When I wrote three pillars the intention was only to use the nomenclature of classical architecture for naming conventions. There is no deliberate secret hidden message other then what the reader ascribes. Knowing about classical architecture might provide 'aha' moments (like the spear being five foot ash {column}, one foot spear {entablature}; the ratio of Corinthian columns) but at the end of the day its a story about a warrior who arrives too late to stop a sorceress from bringing about her 'new age.'

My biggest regret was not making the staircase 'spiral' as it would have fit nicely with the imagery of volutes, columns and spears all of which are round and 'revolve'



The Judge said:
J Riff actually referred to "mythological ... or whatever-based stories", and I think the mini-roundabouts etc come nicely within "whatever".

Clever, I thought of using whatever in that sense as well, but it didn't seem like it was JRiff's intention.

The Judge said:
While I'm pleased you enjoyed it, I have to say I amazed that you could understand it on any level,

Don't sell yourself so short. Here's how I interpreted your poem.

A god he comes, and male, but not a man,
Concealing brutal lust from jealous eyes.


A powerful, aggressive male with tendencies of the type of evil that might label as unmanly.

He strikes. Cruel beak engrasps her neck,
Heedless of her pain as Leda cries.


He attacks someone named Leda. The aggressor has a beak, maybe he is not a man at all.

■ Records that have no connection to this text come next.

//! Fixed-capacity page cache with pinning and LRU eviction.
//!
//! Sits between [`storage::DiskManager`] and the table layer. Frames are
//! keyed by `(table, is_tail, column, page_index)`; eviction only ever
//! removes the least-recently-used *unpinned* frame, writing it back first
//! if dirty.

#[cfg(test)]
mod tests;

use hashbrown::HashMap;
use std::path::Path;

use common::DbResult;
use storage::{DiskManager, Page};

/// Identifies a single page across every table/area/column.
#[derive(Clone, Debug, PartialEq, Eq, Hash)]
pub struct PageKey {
    pub table: String,
    pub is_tail: bool,
    pub column: usize,
    pub page_index: u64,
}

impl PageKey {
    pub fn new(table: impl Into<String>, is_tail: bool, column: usize, page_index: u64) -> Self {
        Self {
            table: table.into(),
            is_tail,
            column,
            page_index,
        }
    }
}

/// A resident page: its bytes, dirty flag, and pin count.
#[derive(Debug)]
pub struct Frame {
    pub page: Page,
    pub dirty: bool,
    pub pin_count: u32,
}

/// Fixed-capacity cache of page frames backed by a [`DiskManager`].
#[derive(Debug)]
pub struct BufferPool {
    disk: DiskManager,
    page_size: usize,
    capacity: usize,
    frames: HashMap<PageKey, Frame>,
    /// Oldest at the front, most-recently-used at the back.
    lru: Vec<PageKey>,
}

impl BufferPool {
    pub fn new(root: impl AsRef<Path>, capacity: usize, page_size: usize) -> DbResult<Self> {
        assert!(capacity > 0, "buffer pool capacity must be > 0");
        Ok(Self {
            disk: DiskManager::new(root.as_ref())?,
            page_size,
            capacity,
            frames: HashMap::new(),
            lru: Vec::new(),
        })
    }

    pub fn disk_manager(&self) -> &DiskManager {
        &self.disk
    }

    fn touch(&mut self, key: &PageKey) {
        if let Some(pos) = self.lru.iter().position(|k| k == key) {
            let k = self.lru.remove(pos);
            self.lru.push(k);
        } else {
            self.lru.push(key.clone());
        }
    }

    fn load_from_disk(&self, key: &PageKey) -> DbResult<Frame> {
        let raw = self
            .disk
            .read_page(&key.table, key.is_tail, key.column, key.page_index)?;
        let page = match raw {
            Some(bytes) => {
                let count =
                    self.disk
                        .read_page_count(&key.table, key.is_tail, key.column, key.page_index)?;
                Page::from_parts(bytes, count, self.page_size)
            }
            None => Page::new(self.page_size),
        };
        Ok(Frame {
            page,
            dirty: false,
            pin_count: 0,
        })
    }

    fn write_back(&self, key: &PageKey, frame: &Frame) -> DbResult<()> {
        self.disk.write_page(
            &key.table,
            key.is_tail,
            key.column,
            key.page_index,
            frame.page.data(),
            self.page_size,
            frame.page.num_records(),
        )
    }

    /// Evict the oldest unpinned frame if at capacity. Returns `false` if
    /// every resident frame is pinned (caller must treat as out-of-memory).
    fn evict_if_needed(&mut self) -> DbResult<bool> {
        if self.frames.len() < self.capacity {
            return Ok(true);
        }
        let victim_pos = self
            .lru
            .iter()
            .position(|k| self.frames.get(k).is_some_and(|f| f.pin_count == 0));
        let Some(pos) = victim_pos else {
            return Ok(false);
        };
        let key = self.lru.remove(pos);
        if let Some(frame) = self.frames.get(&key)
            && frame.dirty
        {
            self.write_back(&key, frame)?;
        }
        self.frames.remove(&key);
        Ok(true)
    }

    /// Fetch a page, loading it from disk on a miss and evicting the LRU
    /// unpinned frame if the pool is full. Returns `None` only when every
    /// resident frame is pinned and none can be evicted.
    pub fn fetch_page(&mut self, key: &PageKey, pin: bool) -> DbResult<Option<&mut Frame>> {
        if !self.frames.contains_key(key) {
            if !self.evict_if_needed()? {
                return Ok(None);
            }
            let frame = self.load_from_disk(key)?;
            self.frames.insert(key.clone(), frame);
        }
        self.touch(key);
        let frame = self.frames.get_mut(key).unwrap();
        if pin {
            frame.pin_count += 1;
        }
        Ok(Some(frame))
    }

    pub fn pin(&mut self, key: &PageKey) -> bool {
        let Some(frame) = self.frames.get_mut(key) else {
            return false;
        };
        frame.pin_count += 1;
        self.touch(key);
        true
    }

    pub fn unpin(&mut self, key: &PageKey) -> bool {
        let Some(frame) = self.frames.get_mut(key) else {
            return false;
        };
        if frame.pin_count > 0 {
            frame.pin_count -= 1;
        }
        self.touch(key);
        true
    }

    pub fn mark_dirty(&mut self, key: &PageKey) -> bool {
        let Some(frame) = self.frames.get_mut(key) else {
            return false;
        };
        frame.dirty = true;
        self.touch(key);
        true
    }

    /// Write back if dirty (clearing the flag); succeeds for clean or
    /// absent frames too.
    pub fn flush_page(&mut self, key: &PageKey) -> DbResult<bool> {
        let Some(frame) = self.frames.get(key) else {
            return Ok(true);
        };
        if frame.dirty {
            self.write_back(key, frame)?;
            self.frames.get_mut(key).unwrap().dirty = false;
        }
        Ok(true)
    }

    /// Flush every resident frame, optionally restricted to one table.
    pub fn flush_all(&mut self, table: Option<&str>) -> DbResult<()> {
        let keys: Vec<PageKey> = self
            .frames
            .keys()
            .filter(|k| table.is_none_or(|t| k.table == t))
            .cloned()
            .collect();
        for key in keys {
            self.flush_page(&key)?;
        }
        Ok(())
    }

    /// Drop a frame from the cache, optionally flushing first. Used after
    /// merge reclamation to discard superseded base pages without writing
    /// stale bytes back to disk.
    pub fn discard_page(&mut self, key: &PageKey, flush: bool) -> DbResult<()> {
        if flush {
            self.flush_page(key)?;
        }
        self.frames.remove(key);
        if let Some(pos) = self.lru.iter().position(|k| k == key) {
            self.lru.remove(pos);
        }
        Ok(())
    }

    pub fn len(&self) -> usize {
        self.frames.len()
    }

    pub fn is_empty(&self) -> bool {
        self.frames.is_empty()
    }
}
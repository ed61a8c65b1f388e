//! Primary-key and optional secondary indexes over a table's live base RIDs.
//!
//! The primary slot (`key` column) is always populated: an exact map from
//! key value to base RID, plus a sorted vector of keys for range scans.
//! Secondary slots are optional value -> RID-set maps, built on demand by
//! scanning the table's latest versions.


use ahash::RandomState;
use hashbrown::{HashMap, HashSet};

type Map<K, V> = HashMap<K, V, RandomState>;

/// Result of a `locate` call: zero, one, or many matching base RIDs.
#[derive(Debug, Clone, PartialEq, Eq)]
pub enum Located {
    /// Primary-column lookup result.
    Single(Option<i64>),
    /// Secondary-column lookup result (empty if the value is unknown, or
    /// the column has no active secondary index).
    Many(Vec<i64>),
}

pub struct Index {
    num_columns: usize,
    key: usize,
    primary: Map<i64, i64>,
    sorted_keys: Vec<i64>,
    /// One slot per user column; `None` means the secondary index is
    /// disabled (or it's the primary-key slot, which lives in `primary`).
    secondary: Vec<Option<Map<i64, HashSet<i64>>>>,
}

impl Index {
    pub fn new(num_columns: usize, key: usize) -> Self {
        Self {
            num_columns,
            key,
            primary: Map::default(),
            sorted_keys: Vec::new(),
            secondary: (0..num_columns).map(|_| None).collect(),
        }
    }

    fn in_range(&self, column: usize) -> bool {
        column < self.num_columns
    }

    /// Insert a new primary-key mapping; fails if the key is already present.
    pub fn insert_key(&mut self, key_value: i64, rid: i64) -> bool {
        if self.primary.contains_key(&key_value) {
            return false;
        }
        self.primary.insert(key_value, rid);
        let pos = self.sorted_keys.partition_point(|k| *k < key_value);
        self.sorted_keys.insert(pos, key_value);
        true
    }

    fn insert_secondary(&mut self, column: usize, value: i64, rid: i64) {
        if let Some(Some(bucket)) = self.secondary.get_mut(column) {
            bucket.entry(value).or_default().insert(rid);
        }
    }

    fn remove_secondary(&mut self, column: usize, value: i64, rid: i64) {
        if let Some(Some(bucket)) = self.secondary.get_mut(column) {
            if let Some(set) = bucket.get_mut(&value) {
                set.remove(&rid);
                if set.is_empty() {
                    bucket.remove(&value);
                }
            }
        }
    }

    /// Add a base record's user columns to every active secondary index.
    /// `columns[i]` is the value of user column `i`; `None` (null) is skipped.
    pub fn add_record(&mut self, rid: i64, columns: &[Option<i64>]) {
        for col in 0..self.num_columns {
            if col == self.key {
                continue;
            }
            if let Some(value) = columns.get(col).copied().flatten() {
                self.insert_secondary(col, value, rid);
            }
        }
    }

    /// Remove a base record's user columns from every active secondary index.
    pub fn remove_record(&mut self, rid: i64, columns: &[Option<i64>]) {
        for col in 0..self.num_columns {
            if col == self.key {
                continue;
            }
            if let Some(value) = columns.get(col).copied().flatten() {
                self.remove_secondary(col, value, rid);
            }
        }
    }

    /// Move a record between old/new values in every active secondary index.
    pub fn update_record(&mut self, rid: i64, old: &[Option<i64>], new: &[Option<i64>]) {
        for col in 0..self.num_columns {
            if col == self.key {
                continue;
            }
            let old_val = old.get(col).copied().flatten();
            let new_val = new.get(col).copied().flatten();
            if old_val == new_val {
                continue;
            }
            if let Some(v) = old_val {
                self.remove_secondary(col, v, rid);
            }
            if let Some(v) = new_val {
                self.insert_secondary(col, v, rid);
            }
        }
    }

    /// Primary column returns the base RID (or `None`); secondary columns
    /// return the matching RID set (empty if unknown). An out-of-range or
    /// disabled secondary column returns `Located::Many(vec![])`… except
    /// the contract distinguishes "disabled" from "empty": both read as no
    /// matches to the caller, matching the source's `locate`.
    pub fn locate(&self, column: usize, value: i64) -> Option<Located> {
        if !self.in_range(column) {
            return None;
        }
        if column == self.key {
            return Some(Located::Single(self.primary.get(&value).copied()));
        }
        match self.secondary.get(column) {
            Some(Some(bucket)) => Some(Located::Many(
                bucket.get(&value).map(|s| s.iter().copied().collect()).unwrap_or_default(),
            )),
            _ => None,
        }
    }

    /// Defined only for the primary column: RIDs of keys in `[lo, hi]`.
    pub fn locate_range(&self, lo: i64, hi: i64, column: usize) -> Vec<i64> {
        if column != self.key {
            return Vec::new();
        }
        let left = self.sorted_keys.partition_point(|k| *k < lo);
        let right = self.sorted_keys.partition_point(|k| *k <= hi);
        self.sorted_keys[left..right]
            .iter()
            .filter_map(|k| self.primary.get(k).copied())
            .collect()
    }

    /// Remove a primary-key entry by its key value (used on delete).
    pub fn delete_key(&mut self, key_value: i64) -> bool {
        if self.primary.remove(&key_value).is_none() {
            return false;
        }
        if let Ok(pos) = self.sorted_keys.binary_search(&key_value) {
            self.sorted_keys.remove(pos);
        }
        true
    }

    /// Build a secondary index over `column` by scanning the latest version
    /// of every live base RID via the supplied reader. No-op (returns
    /// `true`) if the column is the primary key or already indexed.
    pub fn create_index(
        &mut self,
        column: usize,
        live_rids: impl Iterator<Item = i64>,
        mut read_latest_user_columns: impl FnMut(i64) -> Option<Vec<Option<i64>>>,
    ) -> bool {
        if !self.in_range(column) {
            return false;
        }
        if column == self.key {
            return true;
        }
        if self.secondary[column].is_some() {
            return true;
        }
        self.secondary[column] = Some(Map::default());
        for rid in live_rids {
            let Some(cols) = read_latest_user_columns(rid) else {
                continue;
            };
            if let Some(value) = cols.get(column).copied().flatten() {
                self.insert_secondary(column, value, rid);
            }
        }
        true
    }

    /// Disable and free a secondary index. The primary index is non-droppable.
    pub fn drop_index(&mut self, column: usize) -> bool {
        if !self.in_range(column) || column == self.key {
            return false;
        }
        self.secondary[column] = None;
        true
    }
}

Pale naked body laid between white wings;
Webbed feet, as black as pitch, subdue the ravished thighs.
A savage thrust, and honour dies.


At this point I am now thinking both characters are animals. The imagery of black and white is obvious, but the 'subdue the ravished thighs' is a bit confusing as it is followed by 'a savage thrust, and honour dies.' I say confusing because ravished is past tense (as in the violence already happened.)

'A savage thrust, and honour dies.' Brings me back to 'but not a man.'

Illium thrown down, great Hector slain,
Ten years of war, of death, of blood-filled lies,
For momentary pleasure in a swan’s disguise.


As a result of the attack a place called Illium is destroyed, a character called Hector dies. Ten years of violence and lies follow. I now know that the aggressor was disguised as a swan.

The thing I like about it is it has narrative, something that is often missing or underdeveloped in poetry. The thing I dislike about it is the black /white imagery in the 3rd stanza, though that may be unavoidable due to the source, of which I am not familiar with.

Other things I liked / stood out were the 'a savage thrust' which in this case might not be a sword and (though I might be reading too much into it,) Illium going with Ilium which is a bone in the human body... I think.